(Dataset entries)
----------------------------------------

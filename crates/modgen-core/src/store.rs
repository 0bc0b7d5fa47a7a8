//! In-memory record store backing generated modules
//!
//! [`ModuleStore`] is the native model of the service layer that every generated
//! module ships with. The generated `service.ts` follows the same rules, and the
//! seed records rendered into `data.ts` come from [`seed_records`].

use crate::naming::{to_kebab, to_pascal};
use serde::{Deserialize, Serialize};
use serde_json::{Map, Value};
use thiserror::Error;
use uuid::Uuid;

/// Number of records every generated data module is seeded with
pub const SEED_COUNT: usize = 5;

/// Age of the first seed record; each following record is one year older
pub const SEED_BASE_AGE: i64 = 20;

/// A stored record: an identifier plus whatever fields the record carries.
///
/// Seeded and inserted records always carry `name`, `email`, `address` and
/// `age`. Updates merge request bodies as-is, so field types are not enforced
/// after creation.
#[derive(Debug, Clone, PartialEq, Serialize, Deserialize)]
pub struct Record {
    pub id: String,
    #[serde(flatten)]
    pub fields: Map<String, Value>,
}

impl Record {
    pub fn field(&self, key: &str) -> Option<&Value> {
        self.fields.get(key)
    }

    /// A string field, or `""` when absent or not a string
    fn text(&self, key: &str) -> &str {
        self.field(key).and_then(Value::as_str).unwrap_or_default()
    }

    pub fn name(&self) -> &str {
        self.text("name")
    }

    pub fn email(&self) -> &str {
        self.text("email")
    }

    pub fn address(&self) -> &str {
        self.text("address")
    }

    /// The numeric age, when the stored value is a number
    pub fn age(&self) -> Option<f64> {
        self.field("age").and_then(Value::as_f64)
    }
}

/// Query filters accepted by the list operation. All present filters must match.
#[derive(Debug, Clone, Default, PartialEq, Eq)]
pub struct Filters {
    /// Case-insensitive exact match on `address`
    pub address: Option<String>,
    /// Parsed as a number and matched exactly against `age`; ignored unless finite
    pub age: Option<String>,
    /// Case-insensitive substring match on `name`
    pub search: Option<String>,
}

impl Filters {
    fn address(&self) -> Option<String> {
        self.address
            .as_deref()
            .filter(|a| !a.is_empty())
            .map(str::to_lowercase)
    }

    fn age(&self) -> Option<f64> {
        self.age
            .as_deref()
            .map(str::trim)
            .filter(|a| !a.is_empty())
            .and_then(|a| a.parse::<f64>().ok())
            .filter(|a| a.is_finite())
    }

    fn search(&self) -> Option<String> {
        self.search
            .as_deref()
            .filter(|s| !s.is_empty())
            .map(str::to_lowercase)
    }

    fn matches(&self, record: &Record) -> bool {
        if let Some(address) = self.address() {
            if record.address().to_lowercase() != address {
                return false;
            }
        }
        if let Some(age) = self.age() {
            if record.age() != Some(age) {
                return false;
            }
        }
        if let Some(search) = self.search() {
            if !record.name().to_lowercase().contains(&search) {
                return false;
            }
        }
        true
    }
}

#[derive(Debug, Error, PartialEq, Eq)]
pub enum StoreError {
    #[error("{0}")]
    BadRequest(String),

    #[error("record '{0}' not found")]
    NotFound(String),
}

/// Build the seed records for a module name.
///
/// Always [`SEED_COUNT`] records with fresh v4 identifiers and ages counting up
/// from [`SEED_BASE_AGE`].
pub fn seed_records(module_name: &str) -> Vec<Record> {
    let kebab = to_kebab(module_name).replace('/', "-");
    let pascal = to_pascal(&kebab);

    (0..SEED_COUNT)
        .map(|i| {
            let n = i + 1;
            let mut fields = Map::new();
            fields.insert("name".into(), Value::from(format!("{} {}", pascal, n)));
            fields.insert("email".into(), Value::from(format!("{}{}@example.com", kebab, n)));
            fields.insert("address".into(), Value::from(format!("{} Main Street", n)));
            fields.insert("age".into(), Value::from(SEED_BASE_AGE + i as i64));
            Record {
                id: Uuid::new_v4().to_string(),
                fields,
            }
        })
        .collect()
}

/// An owned record store. Callers create one and pass it to whatever needs it.
#[derive(Debug, Clone, Default)]
pub struct ModuleStore {
    records: Vec<Record>,
}

impl ModuleStore {
    pub fn new(records: Vec<Record>) -> Self {
        Self { records }
    }

    /// A store holding the seed records for `module_name`
    pub fn seeded(module_name: &str) -> Self {
        Self::new(seed_records(module_name))
    }

    pub fn len(&self) -> usize {
        self.records.len()
    }

    pub fn is_empty(&self) -> bool {
        self.records.is_empty()
    }

    pub fn records(&self) -> &[Record] {
        &self.records
    }

    /// List records matching every present filter, in insertion order
    pub fn list(&self, filters: &Filters) -> Vec<Record> {
        self.records
            .iter()
            .filter(|r| filters.matches(r))
            .cloned()
            .collect()
    }

    pub fn get(&self, id: &str) -> Option<&Record> {
        self.records.iter().find(|r| r.id == id)
    }

    /// Insert a record from a parsed request body.
    ///
    /// `name` and `email` must be truthy. `address` defaults to an empty string and
    /// `age` to the numeric coercion of the supplied value, or 0.
    pub fn insert(&mut self, body: &Value) -> Result<Record, StoreError> {
        let name = body.get("name").filter(|v| is_truthy(v));
        let email = body.get("email").filter(|v| is_truthy(v));

        let (Some(name), Some(email)) = (name, email) else {
            return Err(StoreError::BadRequest(
                "name and email are required".to_string(),
            ));
        };

        let address = body
            .get("address")
            .filter(|v| is_truthy(v))
            .map(coerce_string)
            .unwrap_or_default();
        let age = body.get("age").map(coerce_number).unwrap_or(0.0);

        let mut fields = Map::new();
        fields.insert("name".into(), Value::from(coerce_string(name)));
        fields.insert("email".into(), Value::from(coerce_string(email)));
        fields.insert("address".into(), Value::from(address));
        fields.insert("age".into(), number_value(age));

        let record = Record {
            id: Uuid::new_v4().to_string(),
            fields,
        };

        self.records.push(record.clone());
        Ok(record)
    }

    /// Shallow-merge `body` into the record with `id`, replacing it in place.
    ///
    /// Values are stored as given. The identifier itself is never overwritten,
    /// and a body that is not a JSON object contributes no fields.
    pub fn update(&mut self, id: &str, body: &Value) -> Result<Record, StoreError> {
        let record = self
            .records
            .iter_mut()
            .find(|r| r.id == id)
            .ok_or_else(|| StoreError::NotFound(id.to_string()))?;

        if let Some(patch) = body.as_object() {
            for (key, value) in patch {
                if key != "id" {
                    record.fields.insert(key.clone(), value.clone());
                }
            }
        }

        Ok(record.clone())
    }

    /// Remove exactly the record with `id` and return it
    pub fn remove(&mut self, id: &str) -> Result<Record, StoreError> {
        let index = self
            .records
            .iter()
            .position(|r| r.id == id)
            .ok_or_else(|| StoreError::NotFound(id.to_string()))?;
        Ok(self.records.remove(index))
    }
}

fn is_truthy(value: &Value) -> bool {
    match value {
        Value::Null => false,
        Value::Bool(b) => *b,
        Value::Number(n) => n.as_f64().is_some_and(|f| f != 0.0 && !f.is_nan()),
        Value::String(s) => !s.is_empty(),
        Value::Array(_) | Value::Object(_) => true,
    }
}

fn coerce_string(value: &Value) -> String {
    match value {
        Value::String(s) => s.clone(),
        other => other.to_string(),
    }
}

fn coerce_number(value: &Value) -> f64 {
    let number = match value {
        Value::Number(n) => n.as_f64(),
        Value::Null => Some(0.0),
        Value::String(s) if s.trim().is_empty() => Some(0.0),
        Value::String(s) => s.trim().parse::<f64>().ok(),
        Value::Bool(b) => Some(if *b { 1.0 } else { 0.0 }),
        _ => None,
    };
    number.filter(|n| n.is_finite()).unwrap_or(0.0)
}

/// Whole numbers are kept as JSON integers so they render as `36`, not `36.0`
fn number_value(n: f64) -> Value {
    const MAX_EXACT: f64 = 9_007_199_254_740_992.0;
    if n.fract() == 0.0 && n.abs() <= MAX_EXACT {
        Value::from(n as i64)
    } else {
        serde_json::Number::from_f64(n)
            .map(Value::Number)
            .unwrap_or_else(|| Value::from(0))
    }
}
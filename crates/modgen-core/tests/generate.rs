use modgen_core::generate::GenerateError;
use modgen_core::manifest::MergeOutcome;
use modgen_core::{Generator, Manifest, ModuleKind, ProjectLayout};
use std::collections::BTreeMap;
use std::fs;
use std::path::Path;
use tempfile::TempDir;
use walkdir::WalkDir;

// ── Helpers ─────────────────────────────────────────────────────────

fn generator(root: &Path) -> Generator {
    Generator::new(root, ProjectLayout::default(), "0.1.0")
}

/// Every file under `root` with its contents
fn snapshot(root: &Path) -> BTreeMap<String, String> {
    WalkDir::new(root)
        .into_iter()
        .filter_map(Result::ok)
        .filter(|e| e.file_type().is_file())
        .map(|e| {
            let rel = e
                .path()
                .strip_prefix(root)
                .unwrap()
                .to_string_lossy()
                .replace('\\', "/");
            (rel, fs::read_to_string(e.path()).unwrap())
        })
        .collect()
}

// ════════════════════════════════════════════════════════════════════
// create-server
// ════════════════════════════════════════════════════════════════════

#[tokio::test]
async fn create_server_writes_module_and_routes() {
    let tmp = TempDir::new().unwrap();
    let outcome = generator(tmp.path())
        .create_server("bands/linkinpark/song")
        .await
        .unwrap();

    assert_eq!(outcome.entry.route, "/api/bands/linkinpark/songs");
    assert_eq!(outcome.written.len(), 7);

    let files = snapshot(tmp.path());
    for path in [
        "lib/modules/bands/linkinpark/song/types.ts",
        "lib/modules/bands/linkinpark/song/data.ts",
        "lib/modules/bands/linkinpark/song/service.ts",
        "lib/modules/bands/linkinpark/song/spec.md",
        "routes/api/bands/linkinpark/songs/index.ts",
        "routes/api/bands/linkinpark/songs/[id]/index.ts",
        "lib/response.ts",
        "module.json",
        "module.log",
    ] {
        assert!(files.contains_key(path), "missing {}", path);
    }

    let types = &files["lib/modules/bands/linkinpark/song/types.ts"];
    assert!(types.contains("export interface Song {"));
    assert!(!types.contains("{{"));
}

#[tokio::test]
async fn create_server_twice_fails_without_changes() {
    let tmp = TempDir::new().unwrap();
    let gen = generator(tmp.path());

    gen.create_server("bands/linkinpark/song").await.unwrap();
    let before = snapshot(tmp.path());

    let err = gen.create_server("bands/linkinpark/song").await.unwrap_err();
    assert!(matches!(err, GenerateError::ModuleExists(_)));
    assert!(err.is_conflict());

    assert_eq!(snapshot(tmp.path()), before);
}

#[tokio::test]
async fn response_helper_is_shared() {
    let tmp = TempDir::new().unwrap();
    let gen = generator(tmp.path());

    let first = gen.create_server("song").await.unwrap();
    assert!(first.written.iter().any(|p| p.ends_with("response.ts")));

    let second = gen.create_server("album").await.unwrap();
    assert_eq!(second.skipped.len(), 1);
    assert!(second.skipped[0].ends_with("response.ts"));
    assert_eq!(second.written.len(), 6);
}

// ════════════════════════════════════════════════════════════════════
// create
// ════════════════════════════════════════════════════════════════════

#[tokio::test]
async fn create_writes_page_module() {
    let tmp = TempDir::new().unwrap();
    let outcome = generator(tmp.path())
        .create_frontend("User Profile", None)
        .await
        .unwrap();

    assert_eq!(outcome.entry.kind, ModuleKind::Frontend);
    assert_eq!(outcome.entry.route, "/user-profile");

    let files = snapshot(tmp.path());
    assert!(files.contains_key("routes/user-profile/index.tsx"));
    assert!(files.contains_key("lib/modules/user-profile/counter.ts"));
    // Page modules never create the API response helper
    assert!(!files.contains_key("lib/response.ts"));
}

#[tokio::test]
async fn create_conflicting_route_writes_nothing() {
    let tmp = TempDir::new().unwrap();
    fs::create_dir_all(tmp.path().join("routes/profile")).unwrap();
    fs::write(tmp.path().join("routes/profile/index.tsx"), "existing").unwrap();
    let before = snapshot(tmp.path());

    let err = generator(tmp.path())
        .create_frontend("profile", None)
        .await
        .unwrap_err();
    assert!(matches!(err, GenerateError::PathOccupied(_)));
    assert_eq!(snapshot(tmp.path()), before);
}

// ════════════════════════════════════════════════════════════════════
// Manifest & log
// ════════════════════════════════════════════════════════════════════

#[tokio::test]
async fn manifest_records_both_kinds() {
    let tmp = TempDir::new().unwrap();
    let gen = generator(tmp.path());

    gen.create_frontend("profile", Some("me")).await.unwrap();
    let outcome = gen.create_server("bands/song").await.unwrap();
    assert_eq!(outcome.manifest, MergeOutcome::Added);

    let manifest = Manifest::load(&tmp.path().join("module.json"))
        .await
        .unwrap()
        .into_manifest();
    assert_eq!(manifest.generator_version.as_deref(), Some("0.1.0"));
    assert_eq!(manifest.modules.len(), 2);
    assert_eq!(manifest.modules[0].route, "/me");
    assert_eq!(manifest.modules[1].kind, ModuleKind::Backend);
    assert_eq!(manifest.modules[1].name, "bands/song");

    let log = fs::read_to_string(tmp.path().join("module.log")).unwrap();
    assert_eq!(log.lines().count(), 2);
    assert!(log.lines().all(|l| l.starts_with('[')));
    assert!(log.contains("backend module 'bands/song'"));
}

#[tokio::test]
async fn regenerated_frontend_replaces_manifest_entry() {
    let tmp = TempDir::new().unwrap();
    let gen = generator(tmp.path());

    gen.create_frontend("profile", None).await.unwrap();
    fs::remove_dir_all(tmp.path().join("lib/modules/profile")).unwrap();
    fs::remove_dir_all(tmp.path().join("routes/profile")).unwrap();

    let outcome = gen.create_frontend("profile", Some("account")).await.unwrap();
    assert_eq!(outcome.manifest, MergeOutcome::Replaced);

    let modules = gen.recorded_modules().await.unwrap();
    assert_eq!(modules.len(), 1);
    assert_eq!(modules[0].route, "/account");
}

#[tokio::test]
async fn corrupt_manifest_aborts_before_writing() {
    let tmp = TempDir::new().unwrap();
    fs::write(tmp.path().join("module.json"), "{ broken").unwrap();
    let before = snapshot(tmp.path());

    let err = generator(tmp.path()).create_server("song").await.unwrap_err();
    assert!(matches!(err, GenerateError::Manifest(_)));
    assert_eq!(snapshot(tmp.path()), before);
}

#[tokio::test]
async fn log_failure_reports_files_as_written() {
    let tmp = TempDir::new().unwrap();
    fs::create_dir(tmp.path().join("module.log")).unwrap();

    let err = generator(tmp.path()).create_server("song").await.unwrap_err();
    assert!(matches!(err, GenerateError::Log { .. }));
    assert!(err.wrote_files());
    assert!(!err.is_conflict());
    assert!(tmp.path().join("lib/modules/song/types.ts").exists());
}

#[tokio::test]
async fn load_errors_report_nothing_written() {
    let tmp = TempDir::new().unwrap();
    fs::write(tmp.path().join("module.json"), "[1, 2").unwrap();

    let err = generator(tmp.path()).create_server("song").await.unwrap_err();
    assert!(!err.wrote_files());

    let err = generator(tmp.path()).create_server("//").await.unwrap_err();
    assert!(matches!(err, GenerateError::InvalidName { .. }));
    assert!(!err.wrote_files());
}

#[tokio::test]
async fn legacy_manifest_is_upgraded_on_write() {
    let tmp = TempDir::new().unwrap();
    fs::write(
        tmp.path().join("module.json"),
        r#"{ "modules": ["old/thing", { "name": "home", "route": "/home" }] }"#,
    )
    .unwrap();

    generator(tmp.path()).create_server("song").await.unwrap();

    let written = fs::read_to_string(tmp.path().join("module.json")).unwrap();
    let manifest = Manifest::parse(&written).unwrap();
    assert_eq!(manifest.modules.len(), 3);
    assert_eq!(manifest.modules[0].kind, ModuleKind::Backend);
    assert_eq!(manifest.modules[0].route, "/api/old/things");
    assert_eq!(manifest.modules[1].kind, ModuleKind::Frontend);
    assert!(written.contains("\"kind\": \"frontend\""));
}

#[tokio::test]
async fn newer_manifest_version_warns() {
    let tmp = TempDir::new().unwrap();
    fs::write(
        tmp.path().join("module.json"),
        r#"{ "generatorVersion": "9.0.0", "modules": [] }"#,
    )
    .unwrap();

    let outcome = generator(tmp.path()).create_server("song").await.unwrap();
    assert_eq!(outcome.warnings.len(), 1);
    assert!(outcome.warnings[0].contains("9.0.0"));
}

#[tokio::test]
async fn custom_layout_is_respected() {
    let tmp = TempDir::new().unwrap();
    let layout = ProjectLayout {
        modules_dir: "src/features".to_string(),
        api_dir: "routes/v1".to_string(),
        manifest_file: "modules.json".to_string(),
        ..ProjectLayout::default()
    };

    let outcome = Generator::new(tmp.path(), layout, "0.1.0")
        .create_server("song")
        .await
        .unwrap();

    assert_eq!(outcome.entry.route, "/v1/songs");
    assert!(tmp.path().join("src/features/song/service.ts").exists());
    assert!(tmp.path().join("routes/v1/songs/[id]/index.ts").exists());
    assert!(tmp.path().join("modules.json").exists());
}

----------------------------------------

> What the task asks
Tally the lines of the records that contain "struct", then write only the total.

> Output of the exercise
3